//! Request signing for the Yahoo Fantasy Sports API.
//!
//! The crate never performs the OAuth token handshake; callers bring a
//! pre-obtained [`AccessToken`] and the [`RequestSigner`] capability signs
//! and executes individual GET requests with it. [`Consumer`] is the
//! production signer; tests and alternate stacks provide their own.

use std::sync::atomic::{AtomicU64, Ordering};
use std::time::{Duration, SystemTime, UNIX_EPOCH};

use async_trait::async_trait;
use reqwest::header;
use reqwest::Response;

use crate::error::{BoxError, Result};

const USER_AGENT: &str = concat!("yahoo-fantasy/", env!("CARGO_PKG_VERSION"));
const REQUEST_TIMEOUT: Duration = Duration::from_secs(30);

/// Credential pair identifying an authorized session.
#[derive(Debug, Clone, Default, PartialEq, Eq)]
pub struct AccessToken {
    pub key: String,
    pub secret: String,
}

impl AccessToken {
    pub fn new(key: impl Into<String>, secret: impl Into<String>) -> Self {
        Self {
            key: key.into(),
            secret: secret.into(),
        }
    }
}

/// Capability that signs a GET request for `url` with `token` and
/// executes it.
///
/// Implementations must put any upstream failure text into the error's
/// `Display` output; the transport classifies failures by message content.
#[async_trait]
pub trait RequestSigner: Send + Sync {
    async fn get(
        &self,
        url: &str,
        params: &[(String, String)],
        token: &AccessToken,
    ) -> std::result::Result<Response, BoxError>;
}

/// OAuth 1.0a consumer signing requests with the PLAINTEXT method.
///
/// Yahoo accepts PLAINTEXT signatures over TLS. Non-success statuses are
/// converted to errors carrying the response body text.
pub struct Consumer {
    key: String,
    secret: String,
    http: reqwest::Client,
}

impl Consumer {
    /// Build a consumer for the given client credentials.
    pub fn new(client_id: impl Into<String>, client_secret: impl Into<String>) -> Result<Self> {
        let http = reqwest::Client::builder()
            .user_agent(USER_AGENT)
            .timeout(REQUEST_TIMEOUT)
            .build()?;

        Ok(Self {
            key: client_id.into(),
            secret: client_secret.into(),
            http,
        })
    }

    fn authorization(&self, token: &AccessToken) -> String {
        let timestamp = SystemTime::now()
            .duration_since(UNIX_EPOCH)
            .unwrap_or_default()
            .as_secs();
        let signature = format!(
            "{}&{}",
            percent_encode(&self.secret),
            percent_encode(&token.secret)
        );

        format!(
            "OAuth oauth_consumer_key=\"{}\", oauth_nonce=\"{}\", \
             oauth_signature_method=\"PLAINTEXT\", oauth_signature=\"{}\", \
             oauth_timestamp=\"{timestamp}\", oauth_token=\"{}\", oauth_version=\"1.0\"",
            percent_encode(&self.key),
            nonce(),
            percent_encode(&signature),
            percent_encode(&token.key),
        )
    }
}

#[async_trait]
impl RequestSigner for Consumer {
    async fn get(
        &self,
        url: &str,
        params: &[(String, String)],
        token: &AccessToken,
    ) -> std::result::Result<Response, BoxError> {
        let mut request = self
            .http
            .get(url)
            .header(header::AUTHORIZATION, self.authorization(token));
        if !params.is_empty() {
            request = request.query(params);
        }

        let response = request.send().await?;
        let status = response.status();
        if status.is_success() {
            return Ok(response);
        }

        // Yahoo reports credential and permission problems in the body;
        // the message has to keep it for downstream classification.
        let body = response.text().await.unwrap_or_default();
        Err(format!("request failed with status {status}: {body}").into())
    }
}

/// Percent-encode everything outside the RFC 3986 unreserved set.
fn percent_encode(input: &str) -> String {
    let mut encoded = String::with_capacity(input.len());
    for byte in input.bytes() {
        match byte {
            b'A'..=b'Z' | b'a'..=b'z' | b'0'..=b'9' | b'-' | b'.' | b'_' | b'~' => {
                encoded.push(byte as char)
            }
            _ => encoded.push_str(&format!("%{byte:02X}")),
        }
    }
    encoded
}

fn nonce() -> String {
    static COUNTER: AtomicU64 = AtomicU64::new(0);
    let count = COUNTER.fetch_add(1, Ordering::Relaxed);
    let nanos = SystemTime::now()
        .duration_since(UNIX_EPOCH)
        .unwrap_or_default()
        .subsec_nanos();
    format!("{nanos:09}{count}")
}

#[cfg(test)]
mod tests {
    use super::*;

    #[test]
    fn test_percent_encode_leaves_unreserved_untouched() {
        assert_eq!(percent_encode("Abc123-._~"), "Abc123-._~");
    }

    #[test]
    fn test_percent_encode_escapes_reserved_and_utf8() {
        assert_eq!(percent_encode("a b&c"), "a%20b%26c");
        assert_eq!(percent_encode("kü"), "k%C3%BC");
        assert_eq!(percent_encode("a/b=c"), "a%2Fb%3Dc");
    }

    #[test]
    fn test_nonce_values_differ() {
        assert_ne!(nonce(), nonce());
    }

    #[test]
    fn test_authorization_header_shape() {
        let consumer = Consumer::new("client-id", "s3cr3t").unwrap();
        let token = AccessToken::new("tok-key", "t0k3n");

        let header = consumer.authorization(&token);

        assert!(header.starts_with("OAuth "));
        assert!(header.contains("oauth_consumer_key=\"client-id\""));
        assert!(header.contains("oauth_signature_method=\"PLAINTEXT\""));
        // Signature is client secret and token secret joined by an
        // encoded ampersand.
        assert!(header.contains("oauth_signature=\"s3cr3t%26t0k3n\""));
        assert!(header.contains("oauth_token=\"tok-key\""));
        assert!(header.contains("oauth_version=\"1.0\""));
    }
}
//! High-level client for the Yahoo Fantasy Sports API.
//!
//! [`Client`] builds resource URLs, runs every logical fetch through the
//! provider chain exactly once, and projects decoded content into the
//! domain records callers ask for. Construction decides the chain: a bare
//! decoder over the signed transport, or the same with a cache in front.

use std::collections::HashMap;
use std::sync::atomic::{AtomicU64, Ordering};
use std::sync::Arc;

use crate::cache::ContentCache;
use crate::content::{FantasyContent, League, Player, Team, Week};
use crate::error::{FantasyError, Result};
use crate::provider::{CachedSource, ContentSource, XmlSource};
use crate::signer::{AccessToken, RequestSigner};
use crate::transport::SignedTransport;

/// Base URL for all fantasy resources.
pub const YAHOO_BASE_URL: &str = "https://fantasysports.yahooapis.com/fantasy/v2";

/// Game key selecting the current NFL season.
pub const NFL_GAME_KEY: &str = "nfl";

/// Yahoo game keys for NFL seasons, by year.
const GAME_KEYS: &[(&str, &str)] = &[
    ("nfl", NFL_GAME_KEY),
    ("2015", "348"),
    ("2014", "331"),
    ("2013", "314"),
    ("2012", "273"),
    ("2011", "257"),
    ("2010", "242"),
    ("2009", "222"),
    ("2008", "199"),
    ("2007", "175"),
    ("2006", "153"),
    ("2005", "124"),
    ("2004", "101"),
    ("2003", "79"),
    ("2002", "49"),
    ("2001", "57"),
];

/// Façade over a [`ContentSource`] chain.
pub struct Client {
    provider: Arc<dyn ContentSource>,
    game_keys: HashMap<&'static str, &'static str>,
    request_count: AtomicU64,
}

impl Client {
    /// Client over an arbitrary content source.
    pub fn new(provider: Arc<dyn ContentSource>) -> Self {
        Self {
            provider,
            game_keys: GAME_KEYS.iter().copied().collect(),
            request_count: AtomicU64::new(0),
        }
    }

    /// Client that signs requests with `token` and decodes XML responses.
    pub fn signed(signer: Arc<dyn RequestSigner>, token: AccessToken) -> Self {
        Self::new(Arc::new(XmlSource::new(SignedTransport::new(signer, token))))
    }

    /// Like [`Client::signed`], with `cache` consulted before the decoder.
    pub fn signed_with_cache(
        signer: Arc<dyn RequestSigner>,
        token: AccessToken,
        cache: Arc<dyn ContentCache>,
    ) -> Self {
        let decoder = Arc::new(XmlSource::new(SignedTransport::new(signer, token)));
        Self::new(Arc::new(CachedSource::new(decoder, cache)))
    }

    /// Logical fetches made through this client, cache hits included.
    pub fn request_count(&self) -> u64 {
        self.request_count.load(Ordering::Relaxed)
    }

    /// Fetch and decode the resource at `url` through the provider chain.
    pub async fn fantasy_content(&self, url: &str) -> Result<Arc<FantasyContent>> {
        self.request_count.fetch_add(1, Ordering::Relaxed);
        self.provider.fetch(url).await
    }

    fn game_key(&self, year: &str) -> Result<&'static str> {
        self.game_keys
            .get(year)
            .copied()
            .ok_or_else(|| FantasyError::UnsupportedYear {
                year: year.to_string(),
            })
    }

    /// Leagues the signed-in user belonged to in `year`.
    ///
    /// An unsupported year fails before any fetch. A response naming no
    /// user at all is an error; a user with no games or no leagues for
    /// the year yields an empty list.
    pub async fn user_leagues(&self, year: &str) -> Result<Vec<League>> {
        let key = self.game_key(year)?;
        let url = format!("{YAHOO_BASE_URL}/users;use_login=1/games;game_keys={key}/leagues");
        let content = self.fantasy_content(&url).await?;

        let user = content.users.users.first().ok_or(FantasyError::NoUsers)?;
        Ok(user
            .games
            .games
            .first()
            .map(|game| game.leagues.leagues.clone())
            .unwrap_or_default())
    }

    /// Metadata for the team at `team_key`.
    pub async fn team(&self, team_key: &str) -> Result<Team> {
        let url = format!("{YAHOO_BASE_URL}/team/{team_key}/metadata");
        let content = self.fantasy_content(&url).await?;

        content.team.clone().ok_or_else(|| FantasyError::TeamNotFound {
            key: team_key.to_string(),
        })
    }

    /// Metadata for the league at `league_key`.
    pub async fn league_metadata(&self, league_key: &str) -> Result<League> {
        self.league_resource(league_key, "metadata").await
    }

    /// Standings for the league at `league_key`.
    pub async fn league_standings(&self, league_key: &str) -> Result<League> {
        self.league_resource(league_key, "standings").await
    }

    async fn league_resource(&self, league_key: &str, resource: &str) -> Result<League> {
        let url = format!("{YAHOO_BASE_URL}/league/{league_key}/{resource}");
        let content = self.fantasy_content(&url).await?;

        content
            .league
            .clone()
            .ok_or_else(|| FantasyError::LeagueNotFound {
                key: league_key.to_string(),
            })
    }

    /// Stats for the given players in `week`.
    ///
    /// Players are identified by their player keys; an absent league
    /// branch yields an empty list.
    pub async fn players_stats(
        &self,
        league_key: &str,
        week: Week,
        players: &[Player],
    ) -> Result<Vec<Player>> {
        let keys = players
            .iter()
            .map(|player| player.player_key.as_str())
            .collect::<Vec<_>>()
            .join(",");
        let url = format!(
            "{YAHOO_BASE_URL}/league/{league_key}/players;player_keys={keys}/stats;type=week;week={week}"
        );
        let content = self.fantasy_content(&url).await?;

        Ok(content
            .league
            .as_ref()
            .map(|league| league.players.players.clone())
            .unwrap_or_default())
    }

    /// Roster of the team at `team_key` for `week`.
    pub async fn team_roster(&self, team_key: &str, week: Week) -> Result<Vec<Player>> {
        let url = format!("{YAHOO_BASE_URL}/team/{team_key}/roster;week={week}");
        let content = self.fantasy_content(&url).await?;

        Ok(content
            .team
            .as_ref()
            .map(|team| team.roster.players.players.clone())
            .unwrap_or_default())
    }

    /// Week stats for every team in the league at `league_key`.
    pub async fn all_team_stats(&self, league_key: &str, week: Week) -> Result<Vec<Team>> {
        let url =
            format!("{YAHOO_BASE_URL}/league/{league_key}/teams/stats;type=week;week={week}");
        self.league_teams(&url).await
    }

    /// Every team in the league at `league_key`.
    pub async fn all_teams(&self, league_key: &str) -> Result<Vec<Team>> {
        let url = format!("{YAHOO_BASE_URL}/league/{league_key}/teams");
        self.league_teams(&url).await
    }

    async fn league_teams(&self, url: &str) -> Result<Vec<Team>> {
        let content = self.fantasy_content(url).await?;

        Ok(content
            .league
            .as_ref()
            .map(|league| league.teams.teams.clone())
            .unwrap_or_default())
    }
}
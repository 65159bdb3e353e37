//! JWT access tokens.
//!
//! Tokens are HS256-signed and carry a [`Claims`] payload. This service only
//! validates them; issuing happens in the account service that owns
//! passwords. [`generate_access_token`] exists for that service's contract
//! and for tests.

use jsonwebtoken::{decode, encode, DecodingKey, EncodingKey, Header, Validation};
use openmic_core::types::DbId;
use openmic_core::user::UserType;
use serde::{Deserialize, Serialize};
use uuid::Uuid;

/// JWT claims embedded in every access token.
#[derive(Debug, Serialize, Deserialize, Clone)]
pub struct Claims {
    /// Subject -- the user's id.
    pub sub: DbId,
    /// The user's account type (`guest`, `comedian` or `host`).
    pub user_type: UserType,
    /// Expiration time (UTC Unix timestamp).
    pub exp: i64,
    /// Issued-at time (UTC Unix timestamp).
    pub iat: i64,
    /// Unique token identifier.
    pub jti: String,
}

/// Configuration for JWT token generation and validation.
#[derive(Debug, Clone)]
pub struct JwtConfig {
    /// HMAC-SHA256 secret used to sign and verify tokens.
    pub secret: String,
    /// Access token lifetime in minutes (default: 60).
    pub access_token_expiry_mins: i64,
}

/// Default access token expiry in minutes.
const DEFAULT_ACCESS_EXPIRY_MINS: i64 = 60;

impl JwtConfig {
    /// Load JWT configuration from environment variables.
    ///
    /// | Env Var                  | Required | Default |
    /// |--------------------------|----------|---------|
    /// | `JWT_SECRET`             | **yes**  | --      |
    /// | `JWT_ACCESS_EXPIRY_MINS` | no       | `60`    |
    ///
    /// # Panics
    ///
    /// Panics if `JWT_SECRET` is not set or is empty.
    pub fn from_env() -> Self {
        let secret =
            std::env::var("JWT_SECRET").expect("JWT_SECRET must be set in the environment");
        assert!(!secret.is_empty(), "JWT_SECRET must not be empty");

        let access_token_expiry_mins: i64 = std::env::var("JWT_ACCESS_EXPIRY_MINS")
            .unwrap_or_else(|_| DEFAULT_ACCESS_EXPIRY_MINS.to_string())
            .parse()
            .expect("JWT_ACCESS_EXPIRY_MINS must be a valid i64");

        Self {
            secret,
            access_token_expiry_mins,
        }
    }
}

/// Generate an HS256 access token for the given user.
pub fn generate_access_token(
    user_id: DbId,
    user_type: UserType,
    config: &JwtConfig,
) -> Result<String, jsonwebtoken::errors::Error> {
    let now = chrono::Utc::now().timestamp();
    let claims = Claims {
        sub: user_id,
        user_type,
        exp: now + config.access_token_expiry_mins * 60,
        iat: now,
        jti: Uuid::new_v4().to_string(),
    };

    encode(
        &Header::default(),
        &claims,
        &EncodingKey::from_secret(config.secret.as_bytes()),
    )
}

/// Validate and decode an access token, returning the embedded [`Claims`].
///
/// Checks the signature and expiry.
pub fn validate_token(
    token: &str,
    config: &JwtConfig,
) -> Result<Claims, jsonwebtoken::errors::Error> {
    let token_data = decode::<Claims>(
        token,
        &DecodingKey::from_secret(config.secret.as_bytes()),
        &Validation::default(),
    )?;
    Ok(token_data.claims)
}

──────

## What to do
Transcribe the lines from the first line of the records through the line that contains "an authorized session.", both included, and add nothing else.

## Your response
//! Request signing for the Yahoo Fantasy Sports API.
//!
//! The crate never performs the OAuth token handshake; callers bring a
//! pre-obtained [`AccessToken`] and the [`RequestSigner`] capability signs
//! and executes individual GET requests with it. [`Consumer`] is the
//! production signer; tests and alternate stacks provide their own.

use std::sync::atomic::{AtomicU64, Ordering};
use std::time::{Duration, SystemTime, UNIX_EPOCH};

use async_trait::async_trait;
use reqwest::header;
use reqwest::Response;

use crate::error::{BoxError, Result};

const USER_AGENT: &str = concat!("yahoo-fantasy/", env!("CARGO_PKG_VERSION"));
const REQUEST_TIMEOUT: Duration = Duration::from_secs(30);

/// Credential pair identifying an authorized session.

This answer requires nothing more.